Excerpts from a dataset
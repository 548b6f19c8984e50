use super::vendor::{
    Complexity, CostFactors, Deployment, FeatureMatrix, FrameworkSupport, Framework,
    ImplementationProfile, MarketPosition, OperationalProfile, Pricing, SecurityProfile, VendorId,
    VendorRecord,
};
use crate::shared::error::AnalysisError;
use crate::shared::Result;
use serde::Deserialize;
use std::collections::{BTreeMap, BTreeSet};

/// Security rating assumed when a record omits one
pub const DEFAULT_SECURITY_RATING: f64 = 70.0;

/// Automation level assumed when a record omits one
pub const DEFAULT_AUTOMATION_LEVEL: f64 = 40.0;

/// Maintenance windows per year assumed from the deployment model
pub fn default_maintenance_windows(deployment: Deployment) -> u32 {
    match deployment {
        Deployment::Cloud => 0,
        Deployment::Hybrid => 2,
        Deployment::OnPremise => 4,
    }
}

/// Vendor dataset as it appears on disk (YAML, JSON or TOML)
#[derive(Debug, Clone, Deserialize)]
#[serde(deny_unknown_fields)]
pub struct RawDataset {
    pub version: String,
    pub vendors: Vec<RawVendorRecord>,
}

#[derive(Debug, Clone, Deserialize)]
#[serde(deny_unknown_fields)]
pub struct RawVendorRecord {
    pub id: String,
    pub name: String,
    pub deployment: Deployment,
    pub market_position: MarketPosition,
    pub market_share: f64,
    pub pricing: Pricing,
    pub costs: CostFactors,
    pub implementation: RawImplementation,
    pub security: RawSecurity,
    #[serde(default)]
    pub compliance: BTreeMap<Framework, FrameworkSupport>,
    #[serde(default)]
    pub features: FeatureMatrix,
    #[serde(default)]
    pub operational: RawOperational,
}

#[derive(Debug, Clone, Deserialize)]
#[serde(deny_unknown_fields)]
pub struct RawImplementation {
    pub complexity: Complexity,
    pub deploy_days: u32,
    pub training_hours: u32,
    pub maintenance_windows: Option<u32>,
}

#[derive(Debug, Clone, Deserialize)]
#[serde(deny_unknown_fields)]
pub struct RawSecurity {
    pub cve_count: u32,
    pub zero_trust_score: f64,
    pub breach_risk_reduction: f64,
    pub security_rating: Option<f64>,
}

#[derive(Debug, Clone, Default, Deserialize)]
#[serde(deny_unknown_fields)]
pub struct RawOperational {
    pub automation_level: Option<f64>,
}

/// Validated, versioned vendor table. Loaded once and never mutated.
#[derive(Debug, Clone, PartialEq)]
pub struct VendorDataset {
    version: String,
    vendors: Vec<VendorRecord>,
}

impl VendorDataset {
    /// Validates raw records and resolves every optional field to its default.
    ///
    /// # Errors
    /// Returns `AnalysisError::InvalidVendorRecord` for the first out-of-range
    /// field and `AnalysisError::InvalidDataset` for structural problems
    /// (empty table, duplicate ids, missing version).
    pub fn from_raw(raw: RawDataset) -> Result<Self> {
        let vendors = raw
            .vendors
            .into_iter()
            .map(resolve_record)
            .collect::<Result<Vec<_>>>()?;
        Self::new(raw.version, vendors)
    }

    /// Builds a dataset from already-resolved records.
    pub fn new(version: String, vendors: Vec<VendorRecord>) -> Result<Self> {
        if version.trim().is_empty() {
            return Err(AnalysisError::InvalidDataset {
                reason: "dataset version cannot be empty".to_string(),
            }
            .into());
        }

        if vendors.is_empty() {
            return Err(AnalysisError::InvalidDataset {
                reason: "dataset contains no vendors".to_string(),
            }
            .into());
        }

        let mut seen = BTreeSet::new();
        for vendor in &vendors {
            if !seen.insert(vendor.id.clone()) {
                return Err(AnalysisError::InvalidDataset {
                    reason: format!("duplicate vendor id '{}'", vendor.id),
                }
                .into());
            }
        }

        Ok(Self { version, vendors })
    }

    pub fn version(&self) -> &str {
        &self.version
    }

    /// Records in dataset order
    pub fn vendors(&self) -> &[VendorRecord] {
        &self.vendors
    }

    pub fn get(&self, id: &VendorId) -> Option<&VendorRecord> {
        self.vendors.iter().find(|v| &v.id == id)
    }

    pub fn len(&self) -> usize {
        self.vendors.len()
    }

    pub fn is_empty(&self) -> bool {
        self.vendors.is_empty()
    }
}

fn resolve_record(raw: RawVendorRecord) -> Result<VendorRecord> {
    let id = VendorId::parse(&raw.id).map_err(|e| AnalysisError::InvalidVendorRecord {
        vendor: raw.id.clone(),
        field: "id".to_string(),
        reason: e.to_string(),
    })?;
    let check = RecordCheck { vendor: &id };

    if raw.name.trim().is_empty() {
        return Err(check.fail("name", "cannot be empty"));
    }

    check.percent("market_share", raw.market_share)?;
    check.non_negative("pricing.monthly_rate", raw.pricing.monthly_rate)?;
    for (size, discount) in &raw.pricing.tier_discounts {
        check.percent(&format!("pricing.tier_discounts.{}", size), *discount)?;
    }

    let costs = &raw.costs;
    check.non_negative("costs.hardware_annual", costs.hardware_annual)?;
    check.non_negative("costs.implementation", costs.implementation)?;
    check.non_negative("costs.training", costs.training)?;
    check.percent("costs.support_percent", costs.support_percent)?;
    check.non_negative("costs.fte_factor", costs.fte_factor)?;
    check.non_negative("costs.hidden_cost_multiplier", costs.hidden_cost_multiplier)?;

    check.percent("security.zero_trust_score", raw.security.zero_trust_score)?;
    check.percent(
        "security.breach_risk_reduction",
        raw.security.breach_risk_reduction,
    )?;

    for (framework, support) in &raw.compliance {
        check.percent(
            &format!("compliance.{}.automation", framework),
            support.automation,
        )?;
    }

    for (category, capabilities) in &raw.features {
        for (capability, value) in capabilities {
            check.percent(
                &format!("features.{}.{}", category, capability),
                value.score(),
            )?;
        }
    }

    let security_rating = match raw.security.security_rating {
        Some(rating) => {
            check.percent("security.security_rating", rating)?;
            rating
        }
        None => {
            tracing::debug!(vendor = %id, "security_rating missing, using default {}", DEFAULT_SECURITY_RATING);
            DEFAULT_SECURITY_RATING
        }
    };

    let automation_level = match raw.operational.automation_level {
        Some(level) => {
            check.percent("operational.automation_level", level)?;
            level
        }
        None => {
            tracing::debug!(vendor = %id, "automation_level missing, using default {}", DEFAULT_AUTOMATION_LEVEL);
            DEFAULT_AUTOMATION_LEVEL
        }
    };

    let maintenance_windows = raw
        .implementation
        .maintenance_windows
        .unwrap_or_else(|| default_maintenance_windows(raw.deployment));

    Ok(VendorRecord {
        id,
        name: raw.name,
        deployment: raw.deployment,
        market_position: raw.market_position,
        market_share: raw.market_share,
        pricing: raw.pricing,
        costs: raw.costs,
        implementation: ImplementationProfile {
            complexity: raw.implementation.complexity,
            deploy_days: raw.implementation.deploy_days,
            training_hours: raw.implementation.training_hours,
            maintenance_windows,
        },
        security: SecurityProfile {
            cve_count: raw.security.cve_count,
            zero_trust_score: raw.security.zero_trust_score,
            breach_risk_reduction: raw.security.breach_risk_reduction,
            security_rating,
        },
        compliance: raw.compliance,
        features: raw.features,
        operational: OperationalProfile { automation_level },
    })
}

struct RecordCheck<'a> {
    vendor: &'a VendorId,
}

impl RecordCheck<'_> {
    fn fail(&self, field: &str, reason: &str) -> anyhow::Error {
        AnalysisError::InvalidVendorRecord {
            vendor: self.vendor.to_string(),
            field: field.to_string(),
            reason: reason.to_string(),
        }
        .into()
    }

    fn percent(&self, field: &str, value: f64) -> Result<()> {
        if !value.is_finite() || !(0.0..=100.0).contains(&value) {
            return Err(self.fail(field, &format!("must be within 0-100 (got {})", value)));
        }
        Ok(())
    }

    fn non_negative(&self, field: &str, value: f64) -> Result<()> {
        if !value.is_finite() || value < 0.0 {
            return Err(self.fail(field, &format!("must be a non-negative number (got {})", value)));
        }
        Ok(())
    }
}

#[cfg(test)]
mod tests {
    use super::*;

    const MINIMAL: &str = r#"{
        "version": "test-1",
        "vendors": [{
            "id": "Acme",
            "name": "Acme NAC",
            "deployment": "hybrid",
            "market_position": "niche",
            "market_share": 2.0,
            "pricing": { "model": "per_device", "monthly_rate": 3.0 },
            "costs": {
                "hardware_annual": 10000, "implementation": 20000, "training": 5000,
                "support_percent": 18, "fte_factor": 1.0, "hidden_cost_multiplier": 0.1
            },
            "implementation": { "complexity": "medium", "deploy_days": 30, "training_hours": 16 },
            "security": { "cve_count": 3, "zero_trust_score": 60, "breach_risk_reduction": 50 }
        }]
    }"#;

    fn raw() -> RawDataset {
        serde_json::from_str(MINIMAL).unwrap()
    }

    #[test]
    fn test_from_raw_applies_defaults_once() {
        let dataset = VendorDataset::from_raw(raw()).unwrap();
        let vendor = &dataset.vendors()[0];

        assert_eq!(vendor.id.as_str(), "acme");
        assert_eq!(vendor.security.security_rating, DEFAULT_SECURITY_RATING);
        assert_eq!(vendor.operational.automation_level, DEFAULT_AUTOMATION_LEVEL);
        assert_eq!(vendor.implementation.maintenance_windows, 2);
        assert!(vendor.compliance.is_empty());
        assert_eq!(dataset.version(), "test-1");
    }

    #[test]
    fn test_from_raw_rejects_out_of_range_score() {
        let mut raw = raw();
        raw.vendors[0].security.zero_trust_score = 140.0;

        let err = VendorDataset::from_raw(raw).unwrap_err();
        let msg = err.to_string();
        assert!(msg.contains("security.zero_trust_score"));
        assert!(msg.contains("got 140"));
    }

    #[test]
    fn test_from_raw_rejects_negative_cost() {
        let mut raw = raw();
        raw.vendors[0].costs.training = -1.0;

        let err = VendorDataset::from_raw(raw).unwrap_err();
        assert!(err.to_string().contains("costs.training"));
    }

    #[test]
    fn test_from_raw_rejects_duplicate_ids() {
        let mut raw = raw();
        let mut dup = raw.vendors[0].clone();
        dup.id = "ACME".to_string();
        raw.vendors.push(dup);

        let err = VendorDataset::from_raw(raw).unwrap_err();
        assert!(err.to_string().contains("duplicate vendor id 'acme'"));
    }

    #[test]
    fn test_from_raw_rejects_empty_dataset() {
        let raw = RawDataset {
            version: "v".to_string(),
            vendors: vec![],
        };
        assert!(VendorDataset::from_raw(raw).is_err());
    }

    #[test]
    fn test_unknown_field_fails_deserialization() {
        let text = MINIMAL.replace("\"cve_count\": 3", "\"cve_count\": 3, \"cves\": 4");
        assert!(serde_json::from_str::<RawDataset>(&text).is_err());
    }

    #[test]
    fn test_missing_required_field_fails_deserialization() {
        let text = MINIMAL.replace("\"cve_count\": 3,", "");
        assert!(serde_json::from_str::<RawDataset>(&text).is_err());
    }

    #[test]
    fn test_get_by_id() {
        let dataset = VendorDataset::from_raw(raw()).unwrap();
        let id = VendorId::parse("acme").unwrap();
        assert!(dataset.get(&id).is_some());
        assert!(dataset.get(&VendorId::parse("other").unwrap()).is_none());
    }
}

The problem
Every line that contains the string "FrameworkSupport" should be returned from the data.

Answer for the task
    Complexity, CostFactors, Deployment, FeatureMatrix, FrameworkSupport, Framework,
    pub compliance: BTreeMap<Framework, FrameworkSupport>,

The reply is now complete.